Longitudinal study of the acute effects gonadal secretions on body weight and composition

To assess the role of gonadal secretions during adulthood on body weight and body composition, we made measurements under ad libitum feeding conditions in group-housed FCG mice that were either gonad-intact or GDX at 10 weeks of age. When the experiment was concluded at 32 weeks of age, gonad-intact males were heavier than females (2WA, F(1,46)=86.9, p<0.000001, ηp2= 0.64)(Fig. 1A). This effect of sex depended on SCC (2WA, interaction of sex and SCC, F(1,46)=6.4, p=0.015, ηp2= 0.05), because the mean sex difference was larger in XX than XY mice (Fig. 1A, both sex differences TK p<0.05). Removing the gonads showed that GDX XX mice have higher body weight than XY mice (2WA, F(1,40)=13.1, p<0.0009, ηp2= 0.22), a result that was consistent with our previous study (Chen et al., 2012). GDX also led to reduced body weight in males, but increased weight in females (3WA, interaction of sex x gonadal status, F(1,86)=45.8, p<0.000001, ηp2= 0.25, Fig. 1A). The acute effects of ovarian but not testicular secretions depended on SCC (3WA, interaction of sex x SCC x gonadal status, F(1,86)=8.5, p<0.005, ηp2= 0.05), because of the four genotypes, the only genotype not showing a significant effect of GDX was XYF (TK p<0.05 for all GDX effects in XXF, XYM, and XYF).

We determined body composition by NMR spectroscopy at 30 weeks of age. Relative fat mass among gonad-intact mice showed weak interacting effects of sex and sex chromosome complement (2WA, interaction of SCC and sex, F(1,47)=4.1, p<0.05, ηp2= 0.08, Fig. 1B, SCC effect in each sex TK p>0.05). Relative lean mass did not differ among groups of gonad-intact mice at the end of the experiment (Fig. 1C, 2WA). GDX robustly increased relative fat mass (3WA, GDX effect, F(1,89)=49.8, p<0.000001, ηp2= 0.30, Fig. 1B, intact vs. GDX TK p<0.05 for XXF and XYM) and led to correspondingly lower relative lean mass (3WA, GDX effect, F(1,89)=66.3, p<0.000001, ηp2= 0.37, Fig. 1C, GDX effect TK p<0.05 for all genotypes except XYF). The effect of GDX on relative lean mass was weakly dependent on the interaction of sex and SCC (3WA, interaction of sex x SCC x gonadal status, F(1,89)=4.0, p<0.05, ηp2= 0.02, Fig. 1C, because for GDX effect TK<0.05 in all genotypes except XYF). After GDX, relative fat was higher in XX than XY (2WA, SCC F(1,42)=10.6, p<0.003, ηp2= 0.18), and relative lean mass was correspondingly lower in XX than XY (2WA, SCC F(1,42)=8,4, p<0.007, ηp2= 0.15).

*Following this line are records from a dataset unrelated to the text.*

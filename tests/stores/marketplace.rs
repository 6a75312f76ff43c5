use carsocial::domain::{ListingFilter, ListingPatch, ListingStatus, NewListing, NewOffer, OfferStatus};
use carsocial::{ErrorKind, Op, StoreError};

use crate::support::{world, ALICE, BOB};

fn offer(listing_id: &str, amount: f64) -> NewOffer {
    NewOffer {
        listing_id: listing_id.into(),
        amount,
        message: Some("Cash today".into()),
    }
}

#[tokio::test]
async fn listings_carry_seller_images_and_favorites() {
    let w = world();
    w.app
        .marketplace
        .fetch_listings(ListingFilter::default())
        .await
        .unwrap();

    let listings = w.app.marketplace.listings().items();
    assert_eq!(w.app.marketplace.listings().ids(), vec!["l2".to_string(), "l1".to_string()]);

    let mine = &listings[1];
    assert_eq!(mine.seller.username, "alice");
    assert_eq!(
        mine.seller.avatar_url.as_deref(),
        Some("http://localhost:54321/storage/v1/object/public/avatars/alice/me.png")
    );
    assert_eq!(
        mine.image_url.as_deref(),
        Some("http://localhost:54321/storage/v1/object/public/listing-images/l1/front.jpg")
    );
    assert!(listings.iter().all(|l| !l.is_favorited));
}

#[tokio::test]
async fn price_and_status_filters() {
    let w = world();
    let filter = ListingFilter {
        status: None,
        min_price: Some(1000.0),
        max_price: Some(30000.0),
        ..ListingFilter::default()
    };
    w.app.marketplace.fetch_listings(filter).await.unwrap();
    assert_eq!(w.app.marketplace.listings().ids(), vec!["l1".to_string()]);

    let sold = ListingFilter {
        status: Some(ListingStatus::Sold),
        ..ListingFilter::default()
    };
    w.app.marketplace.fetch_listings(sold).await.unwrap();
    assert_eq!(w.app.marketplace.listings().ids(), vec!["l3".to_string()]);
}

#[tokio::test]
async fn favorite_round_trip_restores_the_original_state() {
    let w = world();
    let market = &w.app.marketplace;
    market.fetch_listings(ListingFilter::default()).await.unwrap();
    let original = market.listings().get("l2").unwrap();

    assert!(market.toggle_favorite("l2").await.unwrap());
    assert!(market.listings().get("l2").unwrap().is_favorited);
    assert_eq!(market.favorites().ids(), vec!["l2".to_string()]);
    assert_eq!(w.backend.rows("favorites").len(), 1);

    assert!(!market.toggle_favorite("l2").await.unwrap());
    assert_eq!(market.listings().get("l2").unwrap(), original);
    assert!(market.favorites().is_empty());
    assert!(w.backend.rows("favorites").is_empty());
}

#[tokio::test]
async fn failed_favorite_is_rolled_back() {
    let w = world();
    let market = &w.app.marketplace;
    market.fetch_listings(ListingFilter::default()).await.unwrap();
    w.backend.fail_next(Op::Insert, "favorites", ErrorKind::Forbidden);

    let err = market.toggle_favorite("l2").await.unwrap_err();

    assert_eq!(err.kind(), Some(ErrorKind::Forbidden));
    assert!(!market.listings().get("l2").unwrap().is_favorited);
    assert!(market.favorites().is_empty());
}

#[tokio::test]
async fn favorites_are_fetched_for_the_signed_in_user() {
    let w = world();
    let market = &w.app.marketplace;
    market.fetch_listings(ListingFilter::default()).await.unwrap();
    market.toggle_favorite("l2").await.unwrap();
    market.favorites().reset();

    market.fetch_favorites().await.unwrap();
    let favorites = market.favorites().items();
    assert_eq!(favorites.len(), 1);
    assert!(favorites[0].is_favorited);
    assert_eq!(favorites[0].seller.username, "bob");
}

#[tokio::test]
async fn create_listing_is_optimistic_and_validated() {
    let w = world();
    let market = &w.app.marketplace;
    market.fetch_listings(ListingFilter::default()).await.unwrap();

    let input = NewListing {
        car_id: Some("car-1".into()),
        title: "1991 Miata".into(),
        description: None,
        price: 9500.0,
        location: None,
        image_path: None,
    };
    let err = market
        .create_listing(NewListing {
            price: -1.0,
            ..input.clone()
        })
        .await
        .unwrap_err();
    assert!(matches!(err, StoreError::Invalid(_)));

    let created = market.create_listing(input).await.unwrap();
    assert_eq!(created.seller.id, ALICE);
    assert_eq!(created.listing.status, ListingStatus::Active);
    assert_eq!(market.listings().ids()[0], created.listing.id);

    market.fetch_listings(ListingFilter::default()).await.unwrap();
    let ids = market.listings().ids();
    assert_eq!(ids.iter().filter(|id| **id == created.listing.id).count(), 1);
}

#[tokio::test]
async fn mark_sold_and_failed_update() {
    let w = world();
    let market = &w.app.marketplace;
    market.fetch_listings(ListingFilter::default()).await.unwrap();

    w.backend.fail_next(Op::Update, "listings", ErrorKind::Network);
    let patch = ListingPatch {
        price: Some(60000.0),
        ..ListingPatch::default()
    };
    assert!(market.update_listing("l2", patch).await.is_err());
    assert_eq!(market.listings().get("l2").unwrap().listing.price, 65000.0);

    let sold = market.mark_sold("l2").await.unwrap();
    assert_eq!(sold.listing.status, ListingStatus::Sold);
    assert_eq!(sold.seller.username, "bob");

    market.fetch_listings(ListingFilter::default()).await.unwrap();
    assert_eq!(market.listings().ids(), vec!["l1".to_string()]);
}

#[tokio::test]
async fn offers_follow_the_marketplace_rules() {
    let w = world();
    let market = &w.app.marketplace;
    market.fetch_listings(ListingFilter::default()).await.unwrap();

    let own = market.make_offer(offer("l1", 20000.0)).await.unwrap_err();
    assert!(matches!(own, StoreError::Invalid(_)));
    let zero = market.make_offer(offer("l2", 0.0)).await.unwrap_err();
    assert!(matches!(zero, StoreError::Invalid(_)));
    assert!(w.backend.rows("offers").is_empty());

    let made = market.make_offer(offer("l2", 60000.0)).await.unwrap();
    assert_eq!(made.offer.status, OfferStatus::Pending);
    assert_eq!(made.buyer_name, "alice");

    w.sign_in_as(BOB, "bob");
    market.fetch_offers("l2").await.unwrap();
    let offers = market.offers().items();
    assert_eq!(offers.len(), 1);
    assert_eq!(offers[0].buyer_name, "alice");

    let accepted = market.respond_to_offer(&made.offer.id, true).await.unwrap();
    assert_eq!(accepted.offer.status, OfferStatus::Accepted);
    assert_eq!(
        market.offers().get(&made.offer.id).unwrap().offer.status,
        OfferStatus::Accepted
    );
}

#[tokio::test]
async fn listing_with_offers_cannot_be_deleted() {
    let w = world();
    let market = &w.app.marketplace;
    market.fetch_listings(ListingFilter::default()).await.unwrap();
    market.make_offer(offer("l2", 61000.0)).await.unwrap();

    let err = market.delete_listing("l2").await.unwrap_err();
    assert_eq!(err.kind(), Some(ErrorKind::ReferentialConflict));
    assert!(market.listings().contains("l2"));

    market.delete_listing("l1").await.unwrap();
    assert!(!market.listings().contains("l1"));
}

#[tokio::test]
async fn new_listing_stays_out_of_a_sold_only_view() {
    let w = world();
    let market = &w.app.marketplace;
    let sold = ListingFilter {
        status: Some(ListingStatus::Sold),
        ..ListingFilter::default()
    };
    market.fetch_listings(sold).await.unwrap();

    let input = NewListing {
        car_id: None,
        title: "Bucket seats".into(),
        description: None,
        price: 400.0,
        location: None,
        image_path: None,
    };
    market.create_listing(input).await.unwrap();

    assert_eq!(market.listings().ids(), vec!["l3".to_string()]);
    assert_eq!(w.backend.rows("listings").len(), 4);
}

The diurnal feeding pattern is affected by gonadal status and sex chromosome complement

We assessed feeding behavior (amount of food consumed, meal number and size, and inter-meal interval) continually over 24 hours for 7 days using BioDAQ cages, which monitor food intake every second at a sensitivity of 0.01 gram. Gonadally intact mice ate substantially more than GDX mice during the dark phase (3WA, gonadal status effect F(1,24)=129.0, p<0.000001, ηp2= 0.73), and over the 24-hour diurnal cycle (3WA, GDX effect, F(1,24)=93.3, p<0.00001; ηp2= 0.74, Fig. 2A). During the dark phase, gonad-intact males ate more than females (2WA, sex F(1,12)=19.46, p<0.0009, ηp2= 0.60), a difference that disappeared after GDX (3 WA, interaction of sex x gonadal status, F(1,24)=14.2, p<0.001, ηp2= 0.08, sex difference TK p<0.05 in intact but p>0.05 in GDX). By contrast, during the light phase, gonad-intact females ate more than males (2WA, F(1,12)=32.4, p=0.0001, ηp2= 0.71). After GDX, the male-female sex difference in food intake disappeared (3WA, interaction of sex and GDX, F(1,24)=21.7, p<0.0001, ηp2= 0.19, sex difference TK p<0.05 in intact but p>0.05 in GDX), and an SCC effect emerged (3WA, interaction of sex chromosome complement and GDX F(1,24)=4.3, p<0.05, ηp2= 0.04, GDX effect TK p>0.05 for XX but p>0.05 for XY), with XX mice consuming more than XY mice during the light phase (2WA, F(1,12)=8.7, p<0.02, ηp2= 0.39, Fig. 2A).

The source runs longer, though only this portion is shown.